WORK ITEM: Find the string "RedbBackend" in the listing below and return each line it appears in.

RECORDS:
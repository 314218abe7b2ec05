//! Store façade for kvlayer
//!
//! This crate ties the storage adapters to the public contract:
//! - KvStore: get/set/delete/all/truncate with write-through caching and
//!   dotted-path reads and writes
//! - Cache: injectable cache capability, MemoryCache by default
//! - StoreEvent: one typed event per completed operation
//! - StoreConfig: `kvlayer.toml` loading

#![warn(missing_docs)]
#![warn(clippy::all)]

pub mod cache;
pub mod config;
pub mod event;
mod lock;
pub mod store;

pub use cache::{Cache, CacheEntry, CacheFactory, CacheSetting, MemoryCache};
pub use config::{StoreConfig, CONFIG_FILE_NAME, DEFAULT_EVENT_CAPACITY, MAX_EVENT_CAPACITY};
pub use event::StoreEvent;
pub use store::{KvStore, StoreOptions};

---

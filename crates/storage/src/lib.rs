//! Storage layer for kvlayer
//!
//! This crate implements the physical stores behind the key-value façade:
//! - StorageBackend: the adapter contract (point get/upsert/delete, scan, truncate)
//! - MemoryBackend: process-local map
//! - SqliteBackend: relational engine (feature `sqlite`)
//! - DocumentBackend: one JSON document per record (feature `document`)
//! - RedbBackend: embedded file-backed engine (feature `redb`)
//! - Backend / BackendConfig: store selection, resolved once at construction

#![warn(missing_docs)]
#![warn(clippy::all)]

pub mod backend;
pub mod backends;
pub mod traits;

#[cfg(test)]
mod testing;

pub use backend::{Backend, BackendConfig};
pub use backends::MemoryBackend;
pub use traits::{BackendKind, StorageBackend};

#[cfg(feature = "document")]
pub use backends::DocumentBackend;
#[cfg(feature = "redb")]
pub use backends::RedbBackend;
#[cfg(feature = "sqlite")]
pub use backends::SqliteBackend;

ANSWER FOR THIS EXERCISE:
//! - RedbBackend: embedded file-backed engine (feature `redb`)
pub use backends::RedbBackend;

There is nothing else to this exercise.